Storage Troubleshooting in a 3-2-1 Hardware Stack

by Chuck Petrie on March 4, 2019

This blog post first appeared on VMware Cloud Management Blog. Read the full blog post here.

Original posted on: May 13, 2016
Updated on: March 4, 2019 by Tim George

As the storage market transitions further and further towards all-flash, hybrid arrays, storage providers work to accelerate performance and utilization. In doing so, storage troubleshooting becomes more difficult to categorize hot data, dynamic and agile storage capacities, and other new age concepts.

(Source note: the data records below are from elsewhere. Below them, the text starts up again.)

//! Source of compiled-contract JSON artifacts.

use std::path::Path;

use serde_json::Value;

use crate::error::Result;

/// Loads and parses a JSON artifact.
pub trait ArtifactSource: Send + Sync {
    /// Read `path` and parse it as JSON.
    ///
    /// # Errors
    ///
    /// Returns [`ValidationError::ArtifactUnreadable`](crate::error::ValidationError::ArtifactUnreadable)
    /// when the file cannot be read or is not valid JSON.
    fn load(&self, path: &Path) -> Result<Value>;
}
//! Verify use case driven through the scripted explorer.

use std::path::PathBuf;
use std::sync::Arc;
use std::time::Duration;

use serde_json::json;
use walletctl::application::{PollSettings, VerifyRequest, VerifyService};
use walletctl::domain::{Network, NetworkProfiles, VerificationOutcome};
use walletctl::error::{Error, NetworkError, ValidationError};
use walletctl::port::ProgressEvent;
use walletctl::testkit::artifact::InMemoryArtifacts;
use walletctl::testkit::clock::InstantClock;
use walletctl::testkit::explorer::ScriptedExplorer;
use walletctl::testkit::fixtures;
use walletctl::testkit::progress::RecordingProgress;

const ARTIFACT_PATH: &str = "build-info/counter.json";

struct Harness {
    explorer: Arc<ScriptedExplorer>,
    artifacts: Arc<InMemoryArtifacts>,
    clock: InstantClock,
    progress: Arc<RecordingProgress>,
}

impl Harness {
    fn new(explorer: ScriptedExplorer) -> Self {
        Self::with_artifact(explorer, fixtures::artifact())
    }

    fn with_artifact(explorer: ScriptedExplorer, document: serde_json::Value) -> Self {
        Self {
            explorer: Arc::new(explorer),
            artifacts: Arc::new(InMemoryArtifacts::new().with_document(ARTIFACT_PATH, document)),
            clock: InstantClock::new(),
            progress: Arc::new(RecordingProgress::new()),
        }
    }

    fn service(&self) -> VerifyService {
        VerifyService::new(
            self.explorer.clone(),
            self.artifacts.clone(),
            Arc::new(self.clock.clone()),
            self.progress.clone(),
            NetworkProfiles::default(),
        )
    }
}

fn request(args: &[&str]) -> VerifyRequest {
    VerifyRequest {
        network: Network::Testnet,
        artifact_path: PathBuf::from(ARTIFACT_PATH),
        address: fixtures::contract_address(),
        contract_name: "Counter".to_string(),
        constructor_args: args.iter().map(|a| (*a).to_string()).collect(),
    }
}

#[tokio::test]
async fn already_verified_contract_is_not_resubmitted() {
    let harness = Harness::new(ScriptedExplorer::new().with_existing(json!({ "name": "Counter" })));

    let outcome = harness.service().execute(&request(&[])).await.unwrap();

    assert_eq!(outcome, VerificationOutcome::AlreadyVerified);
    assert!(outcome.is_success());
    assert!(harness.explorer.submissions().is_empty());
    assert_eq!(harness.explorer.poll_calls(), 0);
    assert_eq!(harness.artifacts.loads(), 0);
}

#[tokio::test]
async fn lookup_uses_lowercase_address_and_testnet_api() {
    let harness = Harness::new(ScriptedExplorer::new().with_existing(json!({})));

    harness.service().execute(&request(&[])).await.unwrap();

    assert_eq!(
        harness.explorer.lookups(),
        vec![(
            "https://sepolia.etherscan.io".to_string(),
            "0xc0ffee000000000000000000000000000000c0de".to_string()
        )]
    );
}

#[tokio::test]
async fn artifact_without_input_is_never_submitted() {
    let harness = Harness::with_artifact(
        ScriptedExplorer::new(),
        json!({ "solcLongVersion": "0.8.24+commit.e11b9ed9" }),
    );

    let err = harness.service().execute(&request(&[])).await.unwrap_err();

    assert!(matches!(
        err,
        Error::Validation(ValidationError::ArtifactMissingField { field: "input" })
    ));
    assert!(harness.explorer.submissions().is_empty());
}

#[tokio::test]
async fn artifact_without_compiler_version_is_never_submitted() {
    let harness = Harness::with_artifact(
        ScriptedExplorer::new(),
        json!({ "input": { "language": "Solidity" } }),
    );

    let err = harness.service().execute(&request(&[])).await.unwrap_err();

    assert!(matches!(
        err,
        Error::Validation(ValidationError::ArtifactMissingField {
            field: "solcLongVersion"
        })
    ));
    assert!(harness.explorer.submissions().is_empty());
}

#[tokio::test]
async fn unreadable_artifact_stops_before_submission() {
    let harness = Harness::new(ScriptedExplorer::new());
    let mut request = request(&[]);
    request.artifact_path = PathBuf::from("missing.json");

    let err = harness.service().execute(&request).await.unwrap_err();

    assert!(matches!(
        err,
        Error::Validation(ValidationError::ArtifactUnreadable { .. })
    ));
    assert!(harness.explorer.submissions().is_empty());
}

#[tokio::test]
async fn match_on_fourth_poll_reports_verified() {
    let harness = Harness::new(ScriptedExplorer::new().with_poll_script(vec![
        Ok(None),
        Ok(None),
        Ok(None),
        Ok(Some(true)),
    ]));

    let outcome = harness.service().execute(&request(&[])).await.unwrap();

    assert_eq!(
        outcome,
        VerificationOutcome::Verified {
            explorer_url: format!(
                "https://sepolia.etherscan.io/address/{}",
                fixtures::contract_address()
            )
        }
    );
    assert_eq!(harness.explorer.poll_calls(), 4);
    assert_eq!(harness.explorer.polled_job_ids(), vec!["job1"; 4]);
    assert_eq!(harness.clock.sleeps(), vec![Duration::from_millis(4000); 3]);
}

#[tokio::test]
async fn pending_until_budget_runs_out_reports_no_match() {
    let harness = Harness::new(ScriptedExplorer::new());

    let outcome = harness.service().execute(&request(&[])).await.unwrap();

    assert_eq!(outcome, VerificationOutcome::NotMatched);
    assert!(!outcome.is_success());
    assert_eq!(harness.explorer.poll_calls(), 10);
    assert_eq!(
        harness.progress.events().last(),
        Some(&ProgressEvent::PollRetriesExhausted { attempts: 10 })
    );
}

#[tokio::test]
async fn explicit_no_match_ends_polling_early() {
    let harness =
        Harness::new(ScriptedExplorer::new().with_poll_script(vec![Ok(None), Ok(Some(false))]));

    let outcome = harness.service().execute(&request(&[])).await.unwrap();

    assert_eq!(outcome, VerificationOutcome::NotMatched);
    assert_eq!(harness.explorer.poll_calls(), 2);
}

#[tokio::test]
async fn configured_poll_settings_bound_the_loop() {
    let harness = Harness::new(ScriptedExplorer::new());

    let outcome = harness
        .service()
        .with_polling(PollSettings {
            max_retries: 3,
            retry_delay: Duration::from_millis(10),
        })
        .execute(&request(&[]))
        .await
        .unwrap();

    assert_eq!(outcome, VerificationOutcome::NotMatched);
    assert_eq!(harness.explorer.poll_calls(), 3);
    assert_eq!(harness.clock.sleeps(), vec![Duration::from_millis(10); 3]);
}

#[tokio::test]
async fn transient_poll_failures_are_retried() {
    let harness = Harness::new(ScriptedExplorer::new().with_poll_script(vec![
        Err(NetworkError::Status {
            endpoint: "getVerificationResult".into(),
            status: 502,
        }
        .into()),
        Ok(Some(true)),
    ]));

    let outcome = harness.service().execute(&request(&[])).await.unwrap();

    assert!(matches!(outcome, VerificationOutcome::Verified { .. }));
    assert!(harness
        .progress
        .events()
        .iter()
        .any(|e| matches!(e, ProgressEvent::PollAttemptFailed { attempt: 1, .. })));
}

#[tokio::test]
async fn rejected_submission_is_a_network_error() {
    let harness = Harness::new(ScriptedExplorer::new().with_submit_error(
        NetworkError::Status {
            endpoint: "verify".into(),
            status: 400,
        }
        .into(),
    ));

    let err = harness.service().execute(&request(&[])).await.unwrap_err();

    assert!(matches!(
        err,
        Error::Network(NetworkError::Status { status: 400, .. })
    ));
    assert_eq!(harness.explorer.poll_calls(), 0);
}

#[tokio::test]
async fn lookup_failure_stops_the_flow() {
    let harness = Harness::new(ScriptedExplorer::new().with_lookup_error(
        NetworkError::Status {
            endpoint: "getVerification".into(),
            status: 503,
        }
        .into(),
    ));

    let err = harness.service().execute(&request(&[])).await.unwrap_err();

    assert!(err.is_transient());
    assert_eq!(harness.artifacts.loads(), 0);
    assert!(harness.explorer.submissions().is_empty());
}

#[tokio::test]
async fn constructor_arguments_are_forwarded_and_announced() {
    let harness = Harness::new(ScriptedExplorer::new().with_poll_script(vec![Ok(Some(true))]));

    harness
        .service()
        .execute(&request(&["1000", "Counter"]))
        .await
        .unwrap();

    let submissions = harness.explorer.submissions();
    assert_eq!(submissions.len(), 1);
    let request = &submissions[0].params.request;
    assert_eq!(
        request.constructor_arguments,
        Some(vec!["1000".to_string(), "Counter".to_string()])
    );
    assert_eq!(request.address, "0xc0ffee000000000000000000000000000000c0de");
    assert_eq!(request.version, "0.8.24+commit.e11b9ed9");
    assert!(harness.progress.events().contains(&ProgressEvent::ConstructorArguments {
        args: vec!["1000".to_string(), "Counter".to_string()],
    }));
}

#[tokio::test]
async fn progress_follows_the_flow() {
    let harness = Harness::new(ScriptedExplorer::new().with_poll_script(vec![Ok(Some(true))]));

    harness.service().execute(&request(&[])).await.unwrap();

    let events = harness.progress.events();
    assert_eq!(
        events,
        vec![
            ProgressEvent::VerificationStarted {
                network: Network::Testnet
            },
            ProgressEvent::ReadingArtifact {
                path: PathBuf::from(ARTIFACT_PATH)
            },
            ProgressEvent::VerifyingContract {
                name: "Counter".to_string(),
                address: fixtures::contract_address(),
            },
            ProgressEvent::VerificationSubmitted {
                job_id: "job1".to_string()
            },
        ]
    );
}
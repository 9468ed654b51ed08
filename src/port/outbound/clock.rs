//! Sleep abstraction so retry loops can run without real delays in tests.

use std::time::Duration;

use async_trait::async_trait;

#[async_trait]
pub trait Clock: Send + Sync {
    async fn sleep(&self, duration: Duration);
}
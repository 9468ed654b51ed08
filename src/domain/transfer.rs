//! Native currency transfer request, receipt and outcome.

use alloy_primitives::{Address, TxHash, U256};
use rust_decimal::Decimal;

use super::error::DomainError;
use super::network::Network;
use super::units;

/// A validated request to move `amount` ether to `recipient`.
#[derive(Debug, Clone, PartialEq, Eq)]
pub struct TransferRequest {
    network: Network,
    recipient: Address,
    amount: Decimal,
    value: U256,
}

impl TransferRequest {
    /// Build a request, checking that the amount is a positive whole number of wei.
    ///
    /// # Errors
    ///
    /// Returns a [`DomainError`] if the amount is not positive or is finer
    /// than one wei.
    pub fn try_new(
        network: Network,
        recipient: Address,
        amount: Decimal,
    ) -> Result<Self, DomainError> {
        let value = units::ether_to_wei(amount)?;
        Ok(Self {
            network,
            recipient,
            amount: amount.normalize(),
            value,
        })
    }

    #[must_use]
    pub const fn network(&self) -> Network {
        self.network
    }

    #[must_use]
    pub const fn recipient(&self) -> Address {
        self.recipient
    }

    /// Amount in ether.
    #[must_use]
    pub const fn amount(&self) -> Decimal {
        self.amount
    }

    /// Amount in wei.
    #[must_use]
    pub const fn value(&self) -> U256 {
        self.value
    }
}

/// Receipt fields the transfer flow reports on.
#[derive(Debug, Clone, PartialEq, Eq)]
pub struct TransferReceipt {
    pub tx_hash: TxHash,
    pub success: bool,
    pub block_number: Option<u64>,
    pub gas_used: u64,
}

/// How a transfer ended when no error was raised.
#[derive(Debug, Clone, PartialEq, Eq)]
pub enum TransferOutcome {
    /// Transaction mined with a success status.
    Confirmed {
        tx_hash: TxHash,
        block_number: Option<u64>,
        gas_used: u64,
        explorer_url: String,
    },
    /// Transaction mined but reverted.
    Reverted { tx_hash: TxHash },
    /// Balance did not cover the requested amount; nothing was submitted.
    InsufficientBalance { balance: Decimal, requested: Decimal },
}

impl TransferOutcome {
    #[must_use]
    pub const fn is_success(&self) -> bool {
        matches!(self, Self::Confirmed { .. })
    }
}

Today we’re following up on a previous blog where we investigated network troubleshooting in a 3-2-1 hardware stack. As a reminder, the term “3-2-1” refers to a redundant architecture of three servers, two switches and one storage array, or some derivative of that nature (2-2-1, etc). We will then dive into vRealize Operations to determine the root cause of an issue within a 3-2-1 stack at the storage layer and expand on using a robust management console as a data aggregator.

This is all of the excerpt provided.